At the historic 2017 Convocation of Catholic Leaders, the American bishops encouraged the Church to become missionary disciples, and to embrace the call to missionary leadership, the art of being true apostles who live leading others to Christ.
The convocation encouraged all those who are serious about leading others to Christ to deepen in eight characteristics of a missionary leader:
1. Leaders are people of prayer. They are intimately in tune with God’s voice that speaks in silence and finds time to imitate the Lord, who “went up on the mountain by himself to pray” (Mt 14:23). They receive the Sacraments of Reconciliation and the Eucharist frequently.
2. Leaders are conscious of the mission field around them. They are willing to go beyond their comfort zones to embrace and engage others. They act with intentionality and an open heart for all God’s people, not only those who are already active in the life of the Church.
3. Leaders actively seek out the lost, like the shepherd who left the ninety-nine and went in search of the lost sheep (Mt 18:12-14, Lk 15:3-7). They go out to those who are hurting and wounded and bring them “home” to the Church.
4. Leaders are well-formed for the work of ministry: pastorally, emotionally, intellectually, spiritually, and culturally, among other areas.
- Pastorally, they speak the language of the faith in a manner their audience can understand in order to engage them.
- They are emotionally mature, demonstrating the capacity to listen and understand different perspectives, form relationships, mentor others, and collaborate on a team. They have habits of compassion and empathy.
- They have a solid intellectual understanding of Scripture and the Church’s teaching in order to proclaim the Gospel (kerygma), as well as knowledge of other disciplines that are necessary for their work.
- Spiritually, they have a prayer life that is foundational to their work, regularly participating in the sacraments and the life of the Church.
- They are interculturally competent, with the attitudes and skills necessary to engage well with people from all cultural families and backgrounds. In addition to these personal qualities, missionary disciples follow a four-step journey as leaders: encounter, accompany, community, and send.
5. Leaders should regularly reflect deeply on their own experience of encounter with Jesus Christ through prayer, the sacraments, adoration, Scripture, works of mercy, their families, the life of the Church, and so on. With an awareness of their own story, leaders can help bring others to encounter Christ as well.

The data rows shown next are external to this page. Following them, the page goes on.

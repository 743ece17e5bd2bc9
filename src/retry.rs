//! Fixed-delay retry for external commands.
//!
//! A command is attempted until it exits zero or the attempt budget is spent.
//! The delay between attempts is constant: no exponential growth, no jitter.
//! Whatever the command did on a failed attempt is left in place, so only
//! commands that are safe to re-run (`apt-get update`, `apt-get install`)
//! should be wrapped.

use std::time::Duration;

use tracing::{info, warn};

use crate::process::Cmd;
use crate::runner::{CommandRunner, SPAWN_FAILURE_CODE};

/// Attempt budget and delay for one command.
#[derive(Debug, Clone, Copy, PartialEq, Eq)]
pub struct RetryPolicy {
    /// Total attempts including the first one. Treated as at least 1.
    pub max_attempts: u32,
    /// Sleep between a failed attempt and the next one.
    pub delay: Duration,
}

impl RetryPolicy {
    /// Three attempts, three seconds apart.
    pub const DEFAULT: Self = Self {
        max_attempts: 3,
        delay: Duration::from_secs(3),
    };

    /// A single attempt, for commands that must not be repeated blindly.
    pub const ONCE: Self = Self {
        max_attempts: 1,
        delay: Duration::ZERO,
    };

    pub fn new(max_attempts: u32, delay: Duration) -> Self {
        Self {
            max_attempts,
            delay,
        }
    }
}

impl Default for RetryPolicy {
    fn default() -> Self {
        Self::DEFAULT
    }
}

/// Final result of a retried command.
#[derive(Debug, Clone, Copy, PartialEq, Eq)]
pub enum RetryOutcome {
    Success { attempts: u32 },
    /// Budget exhausted; `code` is the exit code of the last attempt.
    Failed { attempts: u32, code: i32 },
}

impl RetryOutcome {
    pub fn is_success(&self) -> bool {
        matches!(self, RetryOutcome::Success { .. })
    }

    pub fn attempts(&self) -> u32 {
        match *self {
            RetryOutcome::Success { attempts } | RetryOutcome::Failed { attempts, .. } => attempts,
        }
    }
}

/// Run `cmd` through `runner`, retrying on non-zero exit.
///
/// A spawn failure counts as a failed attempt with exit code 127.
pub fn run_with_retry<R>(runner: &mut R, cmd: &Cmd, policy: RetryPolicy) -> RetryOutcome
where
    R: CommandRunner + ?Sized,
{
    let max_attempts = policy.max_attempts.max(1);
    let mut attempt = 0;

    loop {
        attempt += 1;
        let code = match runner.status(cmd) {
            Ok(code) => code,
            Err(err) => {
                warn!(command = %cmd, error = %err, "could not start command");
                SPAWN_FAILURE_CODE
            }
        };

        if code == 0 {
            if attempt > 1 {
                info!(command = %cmd, attempt, "command succeeded after retry");
            }
            return RetryOutcome::Success { attempts: attempt };
        }

        if attempt >= max_attempts {
            warn!(command = %cmd, attempt, max_attempts, code, "command failed, giving up");
            return RetryOutcome::Failed {
                attempts: attempt,
                code,
            };
        }

        warn!(
            command = %cmd,
            attempt,
            max_attempts,
            code,
            delay_secs = policy.delay.as_secs_f64(),
            "command failed, retrying"
        );
        runner.sleep(policy.delay);
    }
}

6. Leaders accompany others on their journey toward Christ by walking with them and supporting them, especially in their struggles. As Pope Francis said, “Often it is better to simply slow down, to put aside our eagerness in order to see and listen to others, to stop rushing from one thing to another and to remain with someone who has faltered along the way.”(EG 35) This accompaniment should communicate love, and support a gradual assimilation of truths and change. This requires patience and understanding on the part of the leader.
7. Leaders find support and ongoing formation in the community, parish life, apostolic movements, diocesan and national networks, and small faith groups. Leaders work to make the community a place of welcome, hospitality, fellowship, catechesis, and solidarity—a place everyone would be willing to invite others into.
8. Leaders are sent to evangelize. They have been given a mission by the Church to go outside the walls of their communities and churches and to seek those who are lost. Missionary disciples also send others, especially those they have journeyed with, into their own mission field, wherever the Lord may be calling them.